◆ Problem requirements:
Output each entry exactly; skip nothing.
━━━━━ Entries shown ━━━━━
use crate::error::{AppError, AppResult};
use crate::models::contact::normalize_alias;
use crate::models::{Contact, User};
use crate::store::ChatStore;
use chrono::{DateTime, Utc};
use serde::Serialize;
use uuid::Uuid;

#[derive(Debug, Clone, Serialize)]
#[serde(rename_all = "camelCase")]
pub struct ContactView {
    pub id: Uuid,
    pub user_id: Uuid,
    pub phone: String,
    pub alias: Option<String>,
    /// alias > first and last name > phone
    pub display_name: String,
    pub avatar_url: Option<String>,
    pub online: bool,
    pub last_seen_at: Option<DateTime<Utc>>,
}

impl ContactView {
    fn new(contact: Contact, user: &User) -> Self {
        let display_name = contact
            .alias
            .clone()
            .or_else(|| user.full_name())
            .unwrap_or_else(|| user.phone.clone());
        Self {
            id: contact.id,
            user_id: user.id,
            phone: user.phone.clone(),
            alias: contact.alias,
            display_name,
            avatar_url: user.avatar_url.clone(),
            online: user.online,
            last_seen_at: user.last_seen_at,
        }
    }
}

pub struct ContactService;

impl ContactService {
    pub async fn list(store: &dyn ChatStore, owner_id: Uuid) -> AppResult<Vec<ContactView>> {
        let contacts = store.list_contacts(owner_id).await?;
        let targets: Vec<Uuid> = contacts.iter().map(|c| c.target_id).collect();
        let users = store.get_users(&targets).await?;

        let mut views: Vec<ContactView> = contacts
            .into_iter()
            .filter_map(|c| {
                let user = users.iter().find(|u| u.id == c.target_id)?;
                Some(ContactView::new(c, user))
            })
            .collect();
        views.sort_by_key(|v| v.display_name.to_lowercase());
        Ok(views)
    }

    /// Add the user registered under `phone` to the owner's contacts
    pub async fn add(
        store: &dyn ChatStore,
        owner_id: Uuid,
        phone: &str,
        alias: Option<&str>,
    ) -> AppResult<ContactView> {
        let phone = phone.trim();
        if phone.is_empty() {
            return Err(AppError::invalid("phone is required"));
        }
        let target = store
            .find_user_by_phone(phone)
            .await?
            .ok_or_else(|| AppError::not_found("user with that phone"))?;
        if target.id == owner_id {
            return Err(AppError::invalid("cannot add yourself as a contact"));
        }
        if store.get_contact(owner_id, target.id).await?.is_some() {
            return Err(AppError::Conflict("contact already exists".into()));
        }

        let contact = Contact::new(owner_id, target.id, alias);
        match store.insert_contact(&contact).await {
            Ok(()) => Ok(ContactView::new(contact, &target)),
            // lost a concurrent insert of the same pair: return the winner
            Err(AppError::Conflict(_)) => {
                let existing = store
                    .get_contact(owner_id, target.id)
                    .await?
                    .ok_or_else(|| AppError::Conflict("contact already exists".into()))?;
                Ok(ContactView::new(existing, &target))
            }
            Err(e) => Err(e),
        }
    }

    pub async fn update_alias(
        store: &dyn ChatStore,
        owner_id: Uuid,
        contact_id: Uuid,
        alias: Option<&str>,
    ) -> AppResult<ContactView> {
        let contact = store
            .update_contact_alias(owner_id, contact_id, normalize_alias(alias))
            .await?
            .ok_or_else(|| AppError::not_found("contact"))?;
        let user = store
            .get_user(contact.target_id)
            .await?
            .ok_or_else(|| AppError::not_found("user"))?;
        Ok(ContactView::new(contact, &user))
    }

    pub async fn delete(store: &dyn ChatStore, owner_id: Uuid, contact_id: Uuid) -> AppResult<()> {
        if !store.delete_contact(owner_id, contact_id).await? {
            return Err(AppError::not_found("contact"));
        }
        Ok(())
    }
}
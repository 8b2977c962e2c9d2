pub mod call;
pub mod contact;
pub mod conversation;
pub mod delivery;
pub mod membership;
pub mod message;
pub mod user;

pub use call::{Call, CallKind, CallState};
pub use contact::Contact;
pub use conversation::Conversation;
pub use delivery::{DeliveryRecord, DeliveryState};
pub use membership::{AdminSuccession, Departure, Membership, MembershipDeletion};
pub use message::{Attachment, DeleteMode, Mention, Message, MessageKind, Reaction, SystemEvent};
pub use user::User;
━━━━━
◆ Result:
use crate::error::{AppError, AppResult};
use crate::models::contact::normalize_alias;
use crate::models::{Contact, User};
use crate::store::ChatStore;
use chrono::{DateTime, Utc};
use serde::Serialize;
use uuid::Uuid;

#[derive(Debug, Clone, Serialize)]
#[serde(rename_all = "camelCase")]
pub struct ContactView {
    pub id: Uuid,
    pub user_id: Uuid,
    pub phone: String,
    pub alias: Option<String>,
    /// alias > first and last name > phone
    pub display_name: String,
    pub avatar_url: Option<String>,
    pub online: bool,
    pub last_seen_at: Option<DateTime<Utc>>,
}

impl ContactView {
    fn new(contact: Contact, user: &User) -> Self {
        let display_name = contact
            .alias
            .clone()
            .or_else(|| user.full_name())
            .unwrap_or_else(|| user.phone.clone());
        Self {
            id: contact.id,
            user_id: user.id,
            phone: user.phone.clone(),
            alias: contact.alias,
            display_name,
            avatar_url: user.avatar_url.clone(),
            online: user.online,
            last_seen_at: user.last_seen_at,
        }
    }
}

pub struct ContactService;

impl ContactService {
    pub async fn list(store: &dyn ChatStore, owner_id: Uuid) -> AppResult<Vec<ContactView>> {
        let contacts = store.list_contacts(owner_id).await?;
        let targets: Vec<Uuid> = contacts.iter().map(|c| c.target_id).collect();
        let users = store.get_users(&targets).await?;

        let mut views: Vec<ContactView> = contacts
            .into_iter()
            .filter_map(|c| {
                let user = users.iter().find(|u| u.id == c.target_id)?;
                Some(ContactView::new(c, user))
            })
            .collect();
        views.sort_by_key(|v| v.display_name.to_lowercase());
        Ok(views)
    }

    /// Add the user registered under `phone` to the owner's contacts
    pub async fn add(
        store: &dyn ChatStore,
        owner_id: Uuid,
        phone: &str,
        alias: Option<&str>,
    ) -> AppResult<ContactView> {
        let phone = phone.trim();
        if phone.is_empty() {
            return Err(AppError::invalid("phone is required"));
        }
        let target = store
            .find_user_by_phone(phone)
            .await?
            .ok_or_else(|| AppError::not_found("user with that phone"))?;
        if target.id == owner_id {
            return Err(AppError::invalid("cannot add yourself as a contact"));
        }
        if store.get_contact(owner_id, target.id).await?.is_some() {
            return Err(AppError::Conflict("contact already exists".into()));
        }

        let contact = Contact::new(owner_id, target.id, alias);
        match store.insert_contact(&contact).await {
            Ok(()) => Ok(ContactView::new(contact, &target)),
            // lost a concurrent insert of the same pair: return the winner
            Err(AppError::Conflict(_)) => {
                let existing = store
                    .get_contact(owner_id, target.id)
                    .await?
                    .ok_or_else(|| AppError::Conflict("contact already exists".into()))?;
                Ok(ContactView::new(existing, &target))
            }
            Err(e) => Err(e),
        }
    }

    pub async fn update_alias(
        store: &dyn ChatStore,
        owner_id: Uuid,
        contact_id: Uuid,
        alias: Option<&str>,
    ) -> AppResult<ContactView> {
        let contact = store
            .update_contact_alias(owner_id, contact_id, normalize_alias(alias))
            .await?
            .ok_or_else(|| AppError::not_found("contact"))?;
        let user = store
            .get_user(contact.target_id)
            .await?
            .ok_or_else(|| AppError::not_found("user"))?;
        Ok(ContactView::new(contact, &user))
    }

    pub async fn delete(store: &dyn ChatStore, owner_id: Uuid, contact_id: Uuid) -> AppResult<()> {
        if !store.delete_contact(owner_id, contact_id).await? {
            return Err(AppError::not_found("contact"));
        }
        Ok(())
    }
}
repository 8b2977c962e2c9d2
pub mod call;
pub mod contact;
pub mod conversation;
pub mod delivery;
pub mod membership;
pub mod message;
pub mod user;

pub use call::{Call, CallKind, CallState};
pub use contact::Contact;
pub use conversation::Conversation;
pub use delivery::{DeliveryRecord, DeliveryState};
pub use membership::{AdminSuccession, Departure, Membership, MembershipDeletion};
pub use message::{Attachment, DeleteMode, Mention, Message, MessageKind, Reaction, SystemEvent};
pub use user::User;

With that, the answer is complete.